┏━━

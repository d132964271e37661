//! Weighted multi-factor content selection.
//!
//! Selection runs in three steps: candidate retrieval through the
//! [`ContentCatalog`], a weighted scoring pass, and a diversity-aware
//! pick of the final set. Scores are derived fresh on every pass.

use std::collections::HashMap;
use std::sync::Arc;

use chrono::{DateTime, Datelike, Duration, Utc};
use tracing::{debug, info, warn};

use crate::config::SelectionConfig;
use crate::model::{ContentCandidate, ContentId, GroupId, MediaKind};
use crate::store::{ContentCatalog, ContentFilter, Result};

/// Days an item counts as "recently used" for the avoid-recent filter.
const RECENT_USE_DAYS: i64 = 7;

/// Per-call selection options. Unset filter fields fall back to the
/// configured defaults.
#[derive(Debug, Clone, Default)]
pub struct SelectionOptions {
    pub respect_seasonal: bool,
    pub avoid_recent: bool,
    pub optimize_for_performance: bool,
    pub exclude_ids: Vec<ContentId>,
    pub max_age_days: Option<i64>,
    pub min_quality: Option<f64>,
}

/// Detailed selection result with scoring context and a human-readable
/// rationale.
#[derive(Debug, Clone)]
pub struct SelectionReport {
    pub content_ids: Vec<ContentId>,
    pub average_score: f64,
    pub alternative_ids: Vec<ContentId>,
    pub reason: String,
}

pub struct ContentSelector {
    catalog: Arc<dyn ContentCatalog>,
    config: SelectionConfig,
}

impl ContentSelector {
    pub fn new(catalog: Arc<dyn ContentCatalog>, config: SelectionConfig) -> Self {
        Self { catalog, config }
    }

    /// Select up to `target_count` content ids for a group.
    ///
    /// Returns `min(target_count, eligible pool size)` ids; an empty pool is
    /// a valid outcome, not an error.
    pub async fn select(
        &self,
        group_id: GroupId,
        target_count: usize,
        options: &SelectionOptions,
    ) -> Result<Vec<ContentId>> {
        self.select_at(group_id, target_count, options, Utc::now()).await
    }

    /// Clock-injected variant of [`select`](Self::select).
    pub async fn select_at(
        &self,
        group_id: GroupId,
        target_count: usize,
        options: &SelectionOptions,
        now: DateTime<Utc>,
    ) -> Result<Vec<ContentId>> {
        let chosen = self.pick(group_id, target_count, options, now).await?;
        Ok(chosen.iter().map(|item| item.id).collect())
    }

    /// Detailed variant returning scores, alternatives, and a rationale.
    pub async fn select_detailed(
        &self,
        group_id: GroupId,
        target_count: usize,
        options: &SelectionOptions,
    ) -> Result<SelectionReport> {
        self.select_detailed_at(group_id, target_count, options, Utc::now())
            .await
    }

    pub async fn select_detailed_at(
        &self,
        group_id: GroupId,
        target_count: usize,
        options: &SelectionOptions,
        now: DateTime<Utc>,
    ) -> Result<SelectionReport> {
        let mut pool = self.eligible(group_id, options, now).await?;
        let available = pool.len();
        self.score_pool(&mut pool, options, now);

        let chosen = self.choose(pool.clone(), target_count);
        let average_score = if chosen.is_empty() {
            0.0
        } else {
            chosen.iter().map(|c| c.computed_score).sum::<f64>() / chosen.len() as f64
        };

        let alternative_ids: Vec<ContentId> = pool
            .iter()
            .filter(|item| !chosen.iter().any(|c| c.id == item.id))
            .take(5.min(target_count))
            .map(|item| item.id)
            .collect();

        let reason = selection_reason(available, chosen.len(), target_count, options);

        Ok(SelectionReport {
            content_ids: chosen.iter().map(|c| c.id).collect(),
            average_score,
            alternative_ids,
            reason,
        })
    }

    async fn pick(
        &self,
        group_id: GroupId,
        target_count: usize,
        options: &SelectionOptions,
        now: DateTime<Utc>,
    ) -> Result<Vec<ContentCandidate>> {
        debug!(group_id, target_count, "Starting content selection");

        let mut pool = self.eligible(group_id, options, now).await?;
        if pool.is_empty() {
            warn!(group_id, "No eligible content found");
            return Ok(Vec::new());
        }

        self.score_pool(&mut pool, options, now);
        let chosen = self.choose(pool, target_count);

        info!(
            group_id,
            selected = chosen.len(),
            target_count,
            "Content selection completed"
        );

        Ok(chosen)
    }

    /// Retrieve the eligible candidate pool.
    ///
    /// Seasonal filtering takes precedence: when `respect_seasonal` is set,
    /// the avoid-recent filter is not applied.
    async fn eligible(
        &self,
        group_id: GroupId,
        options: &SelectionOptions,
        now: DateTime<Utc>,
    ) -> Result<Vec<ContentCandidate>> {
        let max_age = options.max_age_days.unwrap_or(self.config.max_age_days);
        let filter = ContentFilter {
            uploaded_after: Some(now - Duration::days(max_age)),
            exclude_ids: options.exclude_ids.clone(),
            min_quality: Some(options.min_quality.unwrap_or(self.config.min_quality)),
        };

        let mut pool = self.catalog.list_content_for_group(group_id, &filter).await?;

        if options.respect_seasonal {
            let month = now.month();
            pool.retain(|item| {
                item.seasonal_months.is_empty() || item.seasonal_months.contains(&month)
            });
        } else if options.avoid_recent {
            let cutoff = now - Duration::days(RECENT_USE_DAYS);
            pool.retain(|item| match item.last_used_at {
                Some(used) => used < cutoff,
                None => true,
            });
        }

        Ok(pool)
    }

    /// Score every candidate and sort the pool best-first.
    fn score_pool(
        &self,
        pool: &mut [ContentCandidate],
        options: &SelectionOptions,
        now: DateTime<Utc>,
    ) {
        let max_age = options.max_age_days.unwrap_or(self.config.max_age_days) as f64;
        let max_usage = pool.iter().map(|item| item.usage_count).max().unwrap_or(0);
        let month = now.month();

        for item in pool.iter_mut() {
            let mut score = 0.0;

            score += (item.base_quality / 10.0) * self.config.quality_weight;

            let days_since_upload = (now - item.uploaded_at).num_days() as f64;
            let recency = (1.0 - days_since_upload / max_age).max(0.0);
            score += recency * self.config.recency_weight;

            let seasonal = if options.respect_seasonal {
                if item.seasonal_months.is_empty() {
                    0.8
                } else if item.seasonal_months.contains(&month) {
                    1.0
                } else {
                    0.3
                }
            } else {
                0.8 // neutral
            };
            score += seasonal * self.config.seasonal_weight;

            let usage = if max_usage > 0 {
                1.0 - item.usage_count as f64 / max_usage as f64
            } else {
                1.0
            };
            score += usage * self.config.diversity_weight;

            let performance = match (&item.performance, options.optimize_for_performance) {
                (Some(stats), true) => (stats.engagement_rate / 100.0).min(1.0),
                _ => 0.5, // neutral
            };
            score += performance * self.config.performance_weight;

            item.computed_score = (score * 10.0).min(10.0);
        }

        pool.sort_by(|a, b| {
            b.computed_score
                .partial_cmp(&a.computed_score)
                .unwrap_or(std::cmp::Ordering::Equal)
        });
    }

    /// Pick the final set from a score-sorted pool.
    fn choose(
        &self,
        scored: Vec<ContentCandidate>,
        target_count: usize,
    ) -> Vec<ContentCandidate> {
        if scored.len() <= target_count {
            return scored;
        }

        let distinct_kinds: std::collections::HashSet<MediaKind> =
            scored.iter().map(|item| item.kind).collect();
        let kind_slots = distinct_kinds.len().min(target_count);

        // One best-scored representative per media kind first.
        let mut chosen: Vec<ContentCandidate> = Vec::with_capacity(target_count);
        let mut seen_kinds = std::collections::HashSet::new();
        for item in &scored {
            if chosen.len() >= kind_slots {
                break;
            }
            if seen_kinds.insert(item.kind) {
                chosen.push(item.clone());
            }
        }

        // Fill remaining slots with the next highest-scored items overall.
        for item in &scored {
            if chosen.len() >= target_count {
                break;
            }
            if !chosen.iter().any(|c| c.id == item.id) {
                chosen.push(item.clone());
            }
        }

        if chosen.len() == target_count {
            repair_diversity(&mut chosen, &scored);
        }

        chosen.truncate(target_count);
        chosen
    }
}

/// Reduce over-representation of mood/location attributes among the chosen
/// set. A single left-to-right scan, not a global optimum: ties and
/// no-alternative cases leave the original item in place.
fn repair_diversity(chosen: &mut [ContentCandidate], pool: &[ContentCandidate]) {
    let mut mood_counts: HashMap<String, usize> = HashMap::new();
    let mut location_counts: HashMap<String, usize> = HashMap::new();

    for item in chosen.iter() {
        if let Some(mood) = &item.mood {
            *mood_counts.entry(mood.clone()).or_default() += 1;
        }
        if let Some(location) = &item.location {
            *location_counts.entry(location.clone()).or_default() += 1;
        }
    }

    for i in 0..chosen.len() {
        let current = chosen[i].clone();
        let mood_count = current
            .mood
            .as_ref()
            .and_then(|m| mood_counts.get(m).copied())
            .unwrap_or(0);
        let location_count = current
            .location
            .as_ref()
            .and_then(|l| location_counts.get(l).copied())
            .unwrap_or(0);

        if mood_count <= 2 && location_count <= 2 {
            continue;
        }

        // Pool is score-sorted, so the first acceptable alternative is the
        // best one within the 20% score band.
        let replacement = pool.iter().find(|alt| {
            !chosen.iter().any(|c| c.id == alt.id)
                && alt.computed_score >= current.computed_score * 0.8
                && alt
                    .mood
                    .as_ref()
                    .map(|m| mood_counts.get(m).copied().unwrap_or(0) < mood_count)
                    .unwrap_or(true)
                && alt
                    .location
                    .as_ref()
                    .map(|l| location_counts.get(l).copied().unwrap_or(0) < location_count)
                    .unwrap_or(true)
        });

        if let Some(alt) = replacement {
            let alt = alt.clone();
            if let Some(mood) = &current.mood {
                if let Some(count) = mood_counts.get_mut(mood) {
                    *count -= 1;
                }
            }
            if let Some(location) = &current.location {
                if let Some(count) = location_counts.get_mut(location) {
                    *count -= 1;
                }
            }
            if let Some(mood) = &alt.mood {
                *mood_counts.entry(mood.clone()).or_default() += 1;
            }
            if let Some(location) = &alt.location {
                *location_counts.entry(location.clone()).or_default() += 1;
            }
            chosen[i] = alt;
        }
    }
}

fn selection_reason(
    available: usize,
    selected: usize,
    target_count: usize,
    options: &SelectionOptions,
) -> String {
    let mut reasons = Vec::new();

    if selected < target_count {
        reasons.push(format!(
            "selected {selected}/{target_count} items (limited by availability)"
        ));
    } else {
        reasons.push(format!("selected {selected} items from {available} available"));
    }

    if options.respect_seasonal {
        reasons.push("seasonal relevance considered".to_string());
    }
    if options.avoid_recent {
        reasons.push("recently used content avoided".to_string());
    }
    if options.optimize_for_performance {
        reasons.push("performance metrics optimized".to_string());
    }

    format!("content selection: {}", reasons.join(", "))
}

┗━━

What you need to do:
Beginning with the first line above, could you copy every line exactly, up to and including the one with "and a diversity-aware"?

Expected output:
repository d132964271e37661
//! Weighted multi-factor content selection.
//!
//! Selection runs in three steps: candidate retrieval through the
//! [`ContentCatalog`], a weighted scoring pass, and a diversity-aware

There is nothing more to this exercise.